SIMPLE SUMMARY: This experimental preclinical study developed a strategy to identify signatures for the personalized treatment of colon cancer focusing on target-specific drug combinations. Tumor growth inhibition was analyzed in a preclinical phase II study using 25 patient-derived xenograft models (PDX) treated with drug combinations blocking alternatively activated oncogenic pathways. Results reveal an improved response by combinatorial treatment in some defined molecular subgroups and potential alternative treatment options in KRAS- and BRAF-mutated colon cancer.

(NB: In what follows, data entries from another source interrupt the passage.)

//! Application state and shared resources.

use chrono::{DateTime, Utc};
use keystone_common::ClusterId;
use std::sync::Arc;

use crate::cluster::{ClusterHandle, ClusterIdService};
use crate::config::AppConfig;
use crate::gateway::Gateway;

/// Shared application state
#[derive(Clone)]
pub struct AppState {
    /// Application configuration
    pub config: AppConfig,

    /// Node identifier for clustering
    pub node_id: String,

    /// Access to the local cluster state service
    pub cluster: ClusterHandle,

    /// Cluster identity, adopted once committed
    pub cluster_id: Arc<ClusterIdService>,

    /// Metadata persistence backend (readiness probe)
    pub gateway: Gateway,

    /// Process start time
    pub started_at: DateTime<Utc>,
}

impl AppState {
    pub fn new(
        config: AppConfig,
        cluster: ClusterHandle,
        cluster_id: Arc<ClusterIdService>,
        gateway: Gateway,
    ) -> Self {
        let node_id = cluster.node_id().to_string();

        Self {
            config,
            node_id,
            cluster,
            cluster_id,
            gateway,
            started_at: Utc::now(),
        }
    }

    /// Committed cluster identifier, if this node has adopted one
    pub fn current_cluster_id(&self) -> Option<ClusterId> {
        self.cluster_id.current_identifier()
    }

    pub fn uptime_secs(&self) -> u64 {
        (Utc::now() - self.started_at).num_seconds().max(0) as u64
    }
}
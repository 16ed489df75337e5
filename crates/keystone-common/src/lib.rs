//! # Keystone Common
//!
//! Shared types, errors, and constants used across Keystone components.
//!
//! ## Modules
//! - `types` - Cluster state snapshot, settings, blocks, and the cluster identifier
//! - `error` - Common error types
//! - `constants` - Settings keys, task sources, and defaults

pub mod constants;
pub mod error;
pub mod types;

pub use error::KeystoneError;
pub use types::*;
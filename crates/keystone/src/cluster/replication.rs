//! Cluster state replication (UDP)
//!
//! The master sends every committed state to its peers as one JSON datagram
//! and re-sends the latest state on an interval, so a follower that dropped a
//! packet or started late still converges. Followers hand received states to
//! their cluster state service, which discards stale versions.

use anyhow::{Context, Result};
use keystone_common::ClusterState;
use serde::{Deserialize, Serialize};
use std::net::SocketAddr;
use std::time::Duration;
use tokio::net::UdpSocket;
use tokio::sync::broadcast;
use tokio::time::MissedTickBehavior;

use super::ClusterHandle;

/// Largest UDP payload over IPv4
const MAX_PACKET_SIZE: usize = 65_507;

/// Replication transport configuration
#[derive(Clone, Debug)]
pub struct ReplicationConfig {
    /// Local receive address (e.g., "10.100.0.1:8901")
    pub bind_addr: String,
    /// Peer addresses to publish to
    pub peers: Vec<String>,
    /// Re-send interval for the latest state while master
    pub republish_interval: Duration,
}

/// Datagram carrying one published state
#[derive(Clone, Debug, Serialize, Deserialize)]
pub struct StatePacket {
    /// Sending node
    pub from: String,
    /// Committed state as applied on the sender
    pub state: ClusterState,
}

/// Publishes committed states to peers and applies states received from them
pub struct ReplicationService {
    config: ReplicationConfig,
    cluster: ClusterHandle,
}

impl ReplicationService {
    pub fn new(config: ReplicationConfig, cluster: ClusterHandle) -> Self {
        Self { config, cluster }
    }

    /// Bind the receive socket; done up front so bind errors fail startup
    pub async fn bind(&self) -> Result<UdpSocket> {
        UdpSocket::bind(&self.config.bind_addr)
            .await
            .with_context(|| format!("Failed to bind replication socket on {}", self.config.bind_addr))
    }

    /// Run the state publisher
    pub async fn run_publisher(&self, mut shutdown: broadcast::Receiver<()>) -> Result<()> {
        let socket = UdpSocket::bind("0.0.0.0:0")
            .await
            .context("Failed to bind replication sender socket")?;

        let mut published = self.cluster.subscribe();
        let mut republish = tokio::time::interval(self.config.republish_interval);
        republish.set_missed_tick_behavior(MissedTickBehavior::Delay);

        tracing::info!(
            peers = ?self.config.peers,
            interval = ?self.config.republish_interval,
            "Replication publisher started"
        );

        loop {
            tokio::select! {
                result = published.recv() => {
                    match result {
                        Ok(state) => self.publish(&socket, &state).await,
                        Err(broadcast::error::RecvError::Lagged(skipped)) => {
                            tracing::debug!(skipped, "Publisher lagged, sending latest state");
                            let state = self.cluster.state();
                            if state.is_local_node_master() {
                                self.publish(&socket, &state).await;
                            }
                        }
                        Err(broadcast::error::RecvError::Closed) => break,
                    }
                }
                _ = republish.tick() => {
                    let state = self.cluster.state();
                    if state.is_local_node_master() {
                        self.publish(&socket, &state).await;
                    }
                }
                _ = shutdown.recv() => {
                    tracing::info!("Replication publisher shutting down");
                    break;
                }
            }
        }

        Ok(())
    }

    /// Run the state receiver on a socket from [`ReplicationService::bind`]
    pub async fn run_receiver(
        &self,
        socket: UdpSocket,
        mut shutdown: broadcast::Receiver<()>,
    ) -> Result<()> {
        let mut buf = vec![0u8; MAX_PACKET_SIZE];

        tracing::info!(
            addr = ?socket.local_addr().ok(),
            "Replication receiver started"
        );

        loop {
            tokio::select! {
                result = socket.recv_from(&mut buf) => {
                    match result {
                        Ok((len, addr)) => self.handle_packet(&buf[..len], addr),
                        Err(e) => {
                            tracing::warn!(error = %e, "Replication receive error");
                        }
                    }
                }
                _ = shutdown.recv() => {
                    tracing::info!("Replication receiver shutting down");
                    break;
                }
            }
        }

        Ok(())
    }

    async fn publish(&self, socket: &UdpSocket, state: &ClusterState) {
        let packet = StatePacket {
            from: self.cluster.node_id().to_string(),
            state: state.clone(),
        };
        let bytes = match serde_json::to_vec(&packet) {
            Ok(b) => b,
            Err(e) => {
                tracing::error!(error = %e, "Failed to serialize state packet");
                return;
            }
        };
        if bytes.len() > MAX_PACKET_SIZE {
            tracing::error!(
                size = bytes.len(),
                version = state.version(),
                "Cluster state too large for one datagram"
            );
            return;
        }

        for peer in &self.config.peers {
            if let Err(e) = socket.send_to(&bytes, peer).await {
                tracing::warn!(peer = %peer, error = %e, "Failed to send cluster state");
            }
        }
    }

    fn handle_packet(&self, data: &[u8], addr: SocketAddr) {
        let packet: StatePacket = match serde_json::from_slice(data) {
            Ok(p) => p,
            Err(e) => {
                tracing::debug!(peer = %addr, error = %e, "Invalid state packet");
                return;
            }
        };

        if packet.from == self.cluster.node_id() {
            return;
        }

        tracing::trace!(
            from = %packet.from,
            peer = %addr,
            version = packet.state.version(),
            "Received cluster state"
        );

        if let Err(e) = self.cluster.apply_published(packet.state) {
            tracing::warn!(from = %packet.from, error = %e, "Failed to apply received state");
        }
    }
}
//! Configuration management for Keystone.

use anyhow::{Context, Result};
use serde::Deserialize;
use std::path::Path;

use keystone_common::constants::{
    DEFAULT_LISTEN_ADDR, DEFAULT_REDIS_URL, DEFAULT_REPLICATION_ADDR, RECOVERY_RETRY_SECS,
    REPUBLISH_INTERVAL_SECS,
};

/// Application configuration
#[derive(Debug, Clone, Deserialize)]
pub struct AppConfig {
    /// Redis connection URL (used by the Redis gateway)
    #[serde(default = "default_redis_url")]
    pub redis_url: String,

    /// HTTP listen address
    #[serde(default = "default_listen_addr")]
    pub listen_addr: String,

    /// This node's unique ID (auto-generated if not set)
    #[serde(default = "generate_node_id")]
    pub node_id: String,

    /// Cluster configuration
    #[serde(default)]
    pub cluster: ClusterConfig,
}

/// Metadata persistence backend
#[derive(Debug, Clone, Copy, PartialEq, Eq, Deserialize, clap::ValueEnum)]
#[serde(rename_all = "lowercase")]
pub enum GatewayKind {
    /// Process memory only; state is lost on restart
    Memory,
    /// Redis document under `keystone:metadata`
    Redis,
}

/// Cluster-specific configuration
#[derive(Debug, Clone, Deserialize)]
pub struct ClusterConfig {
    /// Elect this node as master at startup
    #[serde(default = "default_master")]
    pub master: bool,

    /// Where committed metadata is persisted
    #[serde(default = "default_gateway")]
    pub gateway: GatewayKind,

    /// UDP address receiving states published by the master
    #[serde(default = "default_replication_addr")]
    pub replication_addr: String,

    /// Replication addresses of the other nodes
    #[serde(default)]
    pub peers: Vec<String>,

    /// Seconds between re-sends of the latest state while master
    #[serde(default = "default_republish_interval")]
    pub republish_interval_secs: u64,

    /// Seconds between gateway recovery attempts after a failed load
    #[serde(default = "default_recovery_retry")]
    pub recovery_retry_secs: u64,
}

impl Default for ClusterConfig {
    fn default() -> Self {
        Self {
            master: default_master(),
            gateway: default_gateway(),
            replication_addr: default_replication_addr(),
            peers: Vec::new(),
            republish_interval_secs: default_republish_interval(),
            recovery_retry_secs: default_recovery_retry(),
        }
    }
}

// Default value functions
fn default_redis_url() -> String { DEFAULT_REDIS_URL.to_string() }
fn default_listen_addr() -> String { DEFAULT_LISTEN_ADDR.to_string() }
fn default_master() -> bool { true }
fn default_gateway() -> GatewayKind { GatewayKind::Memory }
fn default_replication_addr() -> String { DEFAULT_REPLICATION_ADDR.to_string() }
fn default_republish_interval() -> u64 { REPUBLISH_INTERVAL_SECS }
fn default_recovery_retry() -> u64 { RECOVERY_RETRY_SECS }

fn generate_node_id() -> String {
    use rand::Rng;
    let mut rng = rand::rng();
    format!("node-{:08x}", rng.random::<u32>())
}

impl AppConfig {
    /// Load configuration from file, with CLI overrides
    pub fn load(config_path: &str, args: &super::Args) -> Result<Self> {
        let mut config = if Path::new(config_path).exists() {
            let settings = config::Config::builder()
                .add_source(config::File::with_name(config_path))
                .add_source(config::Environment::with_prefix("KEYSTONE").separator("__"))
                .build()
                .context("Failed to load config file")?;

            settings
                .try_deserialize()
                .context("Failed to parse config")?
        } else {
            // Use defaults if config file doesn't exist
            tracing::warn!("Config file not found, using defaults");
            Self::default()
        };

        // Apply CLI overrides
        if let Some(ref redis_url) = args.redis_url {
            config.redis_url = redis_url.clone();
        }
        if let Some(ref listen) = args.listen {
            config.listen_addr = listen.clone();
        }
        if let Some(ref node_id) = args.node_id {
            config.node_id = node_id.clone();
        }
        if let Some(gateway) = args.gateway {
            config.cluster.gateway = gateway;
        }
        if args.follower {
            config.cluster.master = false;
        }
        if let Some(ref replication_addr) = args.replication_addr {
            config.cluster.replication_addr = replication_addr.clone();
        }
        if !args.peers.is_empty() {
            config.cluster.peers = args.peers.clone();
        }

        Ok(config)
    }
}

impl Default for AppConfig {
    fn default() -> Self {
        Self {
            redis_url: default_redis_url(),
            listen_addr: default_listen_addr(),
            node_id: generate_node_id(),
            cluster: ClusterConfig::default(),
        }
    }
}
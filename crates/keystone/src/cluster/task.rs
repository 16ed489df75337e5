//! Seams between the cluster state service and its collaborators.

use keystone_common::{ClusterState, KeystoneError, Priority};

use super::ClusterChangedEvent;

/// A state transform submitted for serialized execution on the master.
pub trait ClusterStateUpdateTask: Send + 'static {
    /// Compute the next state from `current`.
    ///
    /// Must be pure and deterministic: the service may run it against any
    /// snapshot and only commits the result if it differs from `current`.
    fn execute(&self, current: &ClusterState) -> Result<ClusterState, KeystoneError>;

    /// Called when the task was rejected or `execute` returned an error
    fn on_failure(&self, source: &str, error: &KeystoneError);

    /// Called once the result of `execute` has been applied (or was a no-op)
    fn cluster_state_processed(&self, _source: &str, _old: &ClusterState, _new: &ClusterState) {}
}

/// Observer of committed cluster state changes
pub trait ClusterStateListener: Send + Sync {
    fn cluster_changed(&self, event: &ClusterChangedEvent);
}

/// Entry point for proposing state mutations.
///
/// Submission never blocks and never returns an error directly; failures are
/// reported through [`ClusterStateUpdateTask::on_failure`].
pub trait ClusterStateSubmitter: Send + Sync {
    fn submit_state_update_task(
        &self,
        source: &str,
        priority: Priority,
        task: Box<dyn ClusterStateUpdateTask>,
    );
}
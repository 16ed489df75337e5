//! HTTP route handlers for Keystone.

use axum::{
    Json, Router,
    extract::{Request, State},
    http::{HeaderValue, StatusCode},
    middleware::{self, Next},
    response::{IntoResponse, Response},
    routing::{get, put},
};
use keystone_common::KeystoneError;
use keystone_common::constants::headers;
use serde::Serialize;
use thiserror::Error;
use tower_http::trace::TraceLayer;

use crate::state::AppState;

mod cluster;
mod health;

/// Create the main application router
pub fn create_router(state: AppState) -> Router {
    Router::new()
        // Health & Status
        .route("/health", get(health::health_check))
        .route("/ready", get(health::ready_check))

        // Cluster identity
        .route("/cluster-id", get(cluster::get_cluster_id))

        // Admin endpoints
        .nest("/admin", admin_routes())

        .layer(middleware::from_fn_with_state(state.clone(), tag_response))
        .layer(TraceLayer::new_for_http())

        // Add shared state
        .with_state(state)
}

/// Admin routes (state inspection, settings)
fn admin_routes() -> Router<AppState> {
    Router::new()
        .route("/state", get(cluster::get_state))
        .route("/settings", put(cluster::update_settings))
}

/// Tag every response with the node and, once known, the cluster identifier
async fn tag_response(State(state): State<AppState>, request: Request, next: Next) -> Response {
    let mut response = next.run(request).await;
    let response_headers = response.headers_mut();

    if let Ok(value) = HeaderValue::from_str(&state.node_id) {
        response_headers.insert(headers::X_NODE_ID, value);
    }
    if let Some(cluster_id) = state.current_cluster_id() {
        if let Ok(value) = HeaderValue::from_str(cluster_id.value()) {
            response_headers.insert(headers::X_CLUSTER_ID, value);
        }
    }

    response
}

/// Errors surfaced by handlers
#[derive(Debug, Error)]
pub enum ApiError {
    #[error(transparent)]
    Cluster(#[from] KeystoneError),
}

#[derive(Serialize)]
struct ErrorResponse {
    error: String,
}

impl IntoResponse for ApiError {
    fn into_response(self) -> Response {
        let status = match &self {
            Self::Cluster(e) => StatusCode::from_u16(e.status_code())
                .unwrap_or(StatusCode::INTERNAL_SERVER_ERROR),
        };

        (status, Json(ErrorResponse { error: self.to_string() })).into_response()
    }
}

#[cfg(test)]
mod tests {
    use super::*;
    use crate::cluster::{ClusterIdService, ClusterService};
    use crate::config::AppConfig;
    use crate::gateway::{Gateway, MemoryGateway};
    use axum::body::Body;
    use axum::http::Request as HttpRequest;
    use std::sync::Arc;
    use std::time::Duration;
    use tokio::sync::broadcast;
    use tower::ServiceExt;

    fn spawn_app(elect: bool) -> (Router, AppState, broadcast::Sender<()>) {
        let config = AppConfig {
            node_id: "node-1".to_string(),
            ..Default::default()
        };
        let gateway = Gateway::Memory(MemoryGateway::default());
        let (mut service, handle) = ClusterService::new("node-1", gateway.clone());
        let cluster_id = Arc::new(ClusterIdService::new("node-1", Arc::new(handle.clone())));
        service.add_listener(cluster_id.clone());

        let (shutdown, _) = broadcast::channel(1);
        tokio::spawn(service.run(shutdown.subscribe()));
        if elect {
            handle.elect_master(Some("node-1".into())).unwrap();
        }

        let state = AppState::new(config, handle, cluster_id, gateway);
        (create_router(state.clone()), state, shutdown)
    }

    async fn wait_for_cluster_id(state: &AppState) {
        for _ in 0..200 {
            if state.current_cluster_id().is_some() {
                return;
            }
            tokio::time::sleep(Duration::from_millis(10)).await;
        }
        panic!("cluster id never assigned");
    }

    async fn body_json(response: Response) -> serde_json::Value {
        let bytes = axum::body::to_bytes(response.into_body(), usize::MAX)
            .await
            .unwrap();
        serde_json::from_slice(&bytes).unwrap()
    }

    fn get(uri: &str) -> HttpRequest<Body> {
        HttpRequest::builder().uri(uri).body(Body::empty()).unwrap()
    }

    fn put_json(uri: &str, json: &str) -> HttpRequest<Body> {
        HttpRequest::builder()
            .method("PUT")
            .uri(uri)
            .header("content-type", "application/json")
            .body(Body::from(json.to_string()))
            .unwrap()
    }

    #[tokio::test]
    async fn test_unassigned_cluster_id_is_reported_as_null() {
        let (app, _state, shutdown) = spawn_app(false);

        let response = app.clone().oneshot(get("/cluster-id")).await.unwrap();
        assert_eq!(response.status(), StatusCode::OK);
        assert_eq!(response.headers()[headers::X_NODE_ID], "node-1");
        assert!(response.headers().get(headers::X_CLUSTER_ID).is_none());
        let body = body_json(response).await;
        assert!(body["cluster_id"].is_null());

        let response = app.oneshot(get("/ready")).await.unwrap();
        assert_eq!(response.status(), StatusCode::SERVICE_UNAVAILABLE);

        let _ = shutdown.send(());
    }

    #[tokio::test]
    async fn test_ready_once_cluster_id_assigned() {
        let (app, state, shutdown) = spawn_app(true);
        wait_for_cluster_id(&state).await;
        let cluster_id = state.current_cluster_id().unwrap();

        let response = app.clone().oneshot(get("/ready")).await.unwrap();
        assert_eq!(response.status(), StatusCode::OK);
        assert_eq!(
            response.headers()[headers::X_CLUSTER_ID],
            cluster_id.value()
        );

        let body = body_json(app.oneshot(get("/cluster-id")).await.unwrap()).await;
        assert_eq!(body["cluster_id"], cluster_id.value());

        let _ = shutdown.send(());
    }

    #[tokio::test]
    async fn test_settings_update_and_state() {
        let (app, state, shutdown) = spawn_app(true);
        wait_for_cluster_id(&state).await;

        let response = app
            .clone()
            .oneshot(put_json(
                "/admin/settings",
                r#"{"transient": {"cluster.blocks.read_only": "true"}}"#,
            ))
            .await
            .unwrap();
        assert_eq!(response.status(), StatusCode::OK);
        assert_eq!(body_json(response).await["acknowledged"], true);

        let body = body_json(app.oneshot(get("/admin/state")).await.unwrap()).await;
        assert_eq!(body["is_master"], true);
        assert_eq!(body["master_eligible"], true);
        assert_eq!(body["gateway"], "memory");
        assert_eq!(body["blocks"], serde_json::json!(["read_only"]));
        assert_eq!(
            body["metadata"]["transient_settings"]["cluster.blocks.read_only"],
            "true"
        );

        let _ = shutdown.send(());
    }

    #[tokio::test]
    async fn test_cluster_id_cannot_be_set_through_settings() {
        let (app, state, shutdown) = spawn_app(true);
        wait_for_cluster_id(&state).await;
        let before = state.current_cluster_id();

        let response = app
            .clone()
            .oneshot(put_json("/admin/settings", r#"{"transient": {"cluster_id": "forged"}}"#))
            .await
            .unwrap();
        assert_eq!(response.status(), StatusCode::BAD_REQUEST);

        let response = app
            .oneshot(put_json("/admin/settings", "{}"))
            .await
            .unwrap();
        assert_eq!(response.status(), StatusCode::BAD_REQUEST);

        assert_eq!(state.current_cluster_id(), before);
        assert_eq!(
            state.cluster.state().cluster_id(),
            before
        );

        let _ = shutdown.send(());
    }

    #[tokio::test]
    async fn test_health() {
        let (app, _state, shutdown) = spawn_app(false);
        let response = app.oneshot(get("/health")).await.unwrap();
        assert_eq!(response.status(), StatusCode::OK);
        assert_eq!(body_json(response).await["status"], "ok");
        let _ = shutdown.send(());
    }
}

ABSTRACT: The current standard therapies for advanced, recurrent or metastatic colon cancer are the 5-fluorouracil and oxaliplatin or irinotecan schedules (FOxFI) +/− targeted drugs cetuximab or bevacizumab. Treatment with the FOxFI cytotoxic chemotherapy regimens causes significant toxicity and might induce secondary cancers. The overall low efficacy of the targeted drugs seen in colon cancer patients still is hindering the substitution of the chemotherapy. The ONCOTRACK project developed a strategy to identify predictive biomarkers based on a systems biology approach, using omics technologies to identify signatures for personalized treatment based on single drug response data. Here, we describe a follow-up project focusing on target-specific drug combinations. Background for this experimental preclinical study was that, by analyzing the tumor growth inhibition in the PDX models by cetuximab treatment, a broad heterogenic response from complete regression to tumor growth stimulation was observed. To provide confirmation of the hypothesis that drug combinations blocking alternatively activated oncogenic pathways may improve therapy outcomes, 25 models out of the well-characterized ONCOTRACK PDX panel were subjected to treatment with a drug combination scheme using four approved, targeted cancer drugs.